==== Supplied material ====

//! Pattern detection
//!
//! The detector is an opaque collaborator (typically a pretrained object
//! detection model). It looks at a rendered chart and reports the formations
//! it recognizes, each with a confidence score and a bounding box.

pub mod command;

pub use command::CommandDetector;

use std::fmt;

use crate::render::ChartImage;
use crate::{Direction, Ratio, Result};

/// Chart formation name reported by a detector
#[derive(Debug, Clone, PartialEq, Eq, Hash, serde::Serialize, serde::Deserialize)]
#[serde(from = "String", into = "String")]
pub enum PatternLabel {
    DoubleTop,
    DoubleBottom,
    HeadAndShoulders,
    InverseHeadAndShoulders,
    /// A class the detector knows but this crate does not
    Other(String),
}

impl PatternLabel {
    /// Parse a model class name; case, spaces, `_` and `-` are ignored.
    pub fn parse(name: &str) -> Self {
        let key: String = name
            .chars()
            .filter(|c| !matches!(c, ' ' | '_' | '-'))
            .flat_map(char::to_lowercase)
            .collect();

        match key.as_str() {
            "doubletop" => PatternLabel::DoubleTop,
            "doublebottom" => PatternLabel::DoubleBottom,
            "headandshoulder" | "headandshoulders" => PatternLabel::HeadAndShoulders,
            "inverseheadandshoulder" | "inverseheadandshoulders" => {
                PatternLabel::InverseHeadAndShoulders
            }
            _ => PatternLabel::Other(name.to_string()),
        }
    }

    pub fn as_str(&self) -> &str {
        match self {
            PatternLabel::DoubleTop => "Double Top",
            PatternLabel::DoubleBottom => "Double Bottom",
            PatternLabel::HeadAndShoulders => "Head and Shoulders",
            PatternLabel::InverseHeadAndShoulders => "Inverse Head and Shoulders",
            PatternLabel::Other(name) => name,
        }
    }

    /// Returns the typical direction of the move this formation signals.
    ///
    /// - `Some(Direction::Bullish)` - reversal of a downtrend
    /// - `Some(Direction::Bearish)` - reversal of an uptrend
    /// - `None` - unknown class
    pub fn typical_direction(&self) -> Option<Direction> {
        match self {
            PatternLabel::DoubleBottom | PatternLabel::InverseHeadAndShoulders => {
                Some(Direction::Bullish)
            }
            PatternLabel::DoubleTop | PatternLabel::HeadAndShoulders => Some(Direction::Bearish),
            PatternLabel::Other(_) => None,
        }
    }
}

impl From<String> for PatternLabel {
    fn from(s: String) -> Self {
        PatternLabel::parse(&s)
    }
}

impl From<PatternLabel> for String {
    fn from(label: PatternLabel) -> Self {
        match label {
            PatternLabel::Other(s) => s,
            known => known.as_str().to_string(),
        }
    }
}

impl fmt::Display for PatternLabel {
    fn fmt(&self, f: &mut fmt::Formatter<'_>) -> fmt::Result {
        f.write_str(self.as_str())
    }
}

/// Box in image pixel coordinates: top-left `(x1, y1)`, bottom-right `(x2, y2)`
#[derive(Debug, Clone, Copy, Default, PartialEq, serde::Serialize, serde::Deserialize)]
#[serde(from = "[f64; 4]", into = "[f64; 4]")]
pub struct BoundingBox {
    pub x1: f64,
    pub y1: f64,
    pub x2: f64,
    pub y2: f64,
}

impl From<[f64; 4]> for BoundingBox {
    fn from([x1, y1, x2, y2]: [f64; 4]) -> Self {
        Self { x1, y1, x2, y2 }
    }
}

impl From<BoundingBox> for [f64; 4] {
    fn from(b: BoundingBox) -> Self {
        [b.x1, b.y1, b.x2, b.y2]
    }
}

/// One recognized formation
#[derive(Debug, Clone, PartialEq, serde::Serialize, serde::Deserialize)]
pub struct Detection {
    #[serde(rename = "class")]
    pub label: PatternLabel,
    #[serde(rename = "conf")]
    pub confidence: Ratio,
    #[serde(rename = "xyxy")]
    pub bbox: BoundingBox,
}

impl Detection {
    /// Build from raw model output; the score is rounded to two decimals.
    pub fn new(label: PatternLabel, confidence: f64, bbox: BoundingBox) -> Result<Self> {
        Ok(Self {
            label,
            confidence: Ratio::new(confidence)?.rounded(),
            bbox,
        })
    }
}

/// Detections for one chart plus the chart with boxes drawn on it
#[derive(Debug, Clone, PartialEq)]
pub struct DetectionResult {
    pub detections: Vec<Detection>,
    pub annotated: ChartImage,
}

impl DetectionResult {
    pub fn new(detections: Vec<Detection>, annotated: ChartImage) -> Self {
        Self {
            detections,
            annotated,
        }
    }

    /// "No detection" for `image`
    pub fn empty(image: ChartImage) -> Self {
        Self::new(Vec::new(), image)
    }

    #[inline]
    pub fn is_empty(&self) -> bool {
        self.detections.is_empty()
    }

    /// Drop detections scoring below `threshold`
    pub fn retain_above(mut self, threshold: Ratio) -> Self {
        self.detections.retain(|d| d.confidence >= threshold);
        self
    }
}

/// Finds chart formations in a rendered image
pub trait PatternDetector {
    /// Run detection; only detections scoring at least `threshold` are returned.
    fn detect(&self, image: &ChartImage, threshold: Ratio) -> Result<DetectionResult>;
}

impl<D: PatternDetector + ?Sized> PatternDetector for &D {
    fn detect(&self, image: &ChartImage, threshold: Ratio) -> Result<DetectionResult> {
        (**self).detect(image, threshold)
    }
}

impl<D: PatternDetector + ?Sized> PatternDetector for Box<D> {
    fn detect(&self, image: &ChartImage, threshold: Ratio) -> Result<DetectionResult> {
        (**self).detect(image, threshold)
    }
}

#[cfg(test)]
mod tests {
    use super::*;
    use crate::render::ImageFormat;

    fn image() -> ChartImage {
        ChartImage::new(ImageFormat::Png, 1, 1, vec![0])
    }

    #[test]
    fn test_label_parse_variants() {
        assert_eq!(PatternLabel::parse("Double top"), PatternLabel::DoubleTop);
        assert_eq!(PatternLabel::parse("double_bottom"), PatternLabel::DoubleBottom);
        assert_eq!(
            PatternLabel::parse("Head and Shoulder"),
            PatternLabel::HeadAndShoulders
        );
        assert_eq!(
            PatternLabel::parse("Inverse-Head-and-Shoulders"),
            PatternLabel::InverseHeadAndShoulders
        );
        assert_eq!(
            PatternLabel::parse("Cup and Handle"),
            PatternLabel::Other("Cup and Handle".to_string())
        );
    }

    #[test]
    fn test_label_direction() {
        assert!(PatternLabel::DoubleBottom.typical_direction().unwrap().is_bullish());
        assert!(PatternLabel::HeadAndShoulders.typical_direction().unwrap().is_bearish());
        assert_eq!(PatternLabel::Other("x".into()).typical_direction(), None);
    }

    #[test]
    fn test_detection_rounds_confidence() {
        let d = Detection::new(PatternLabel::DoubleTop, 0.876, BoundingBox::default()).unwrap();
        assert!((d.confidence.get() - 0.88).abs() < 1e-12);
        assert!(Detection::new(PatternLabel::DoubleTop, 1.5, BoundingBox::default()).is_err());
    }

    #[test]
    fn test_detection_deserializes_model_output() {
        let d: Detection = serde_json::from_str(
            r#"{"class": "Double Bottom", "conf": 0.73, "xyxy": [1.0, 2.0, 30.0, 40.0]}"#,
        )
        .unwrap();
        assert_eq!(d.label, PatternLabel::DoubleBottom);
        assert_eq!(d.bbox, BoundingBox { x1: 1.0, y1: 2.0, x2: 30.0, y2: 40.0 });
    }

    #[test]
    fn test_retain_above_threshold() {
        let low = Detection::new(PatternLabel::DoubleTop, 0.4, BoundingBox::default()).unwrap();
        let high = Detection::new(PatternLabel::DoubleBottom, 0.9, BoundingBox::default()).unwrap();
        let result = DetectionResult::new(vec![low, high], image())
            .retain_above(Ratio::new(0.5).unwrap());
        assert_eq!(result.detections.len(), 1);
        assert_eq!(result.detections[0].label, PatternLabel::DoubleBottom);
        assert!(DetectionResult::empty(image()).is_empty());
    }
}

====

Work to be completed: Reproduce each line of the entries in which the word "rendered" is found.

Answer for this exercise:
//! detection model). It looks at a rendered chart and reports the formations
/// Finds chart formations in a rendered image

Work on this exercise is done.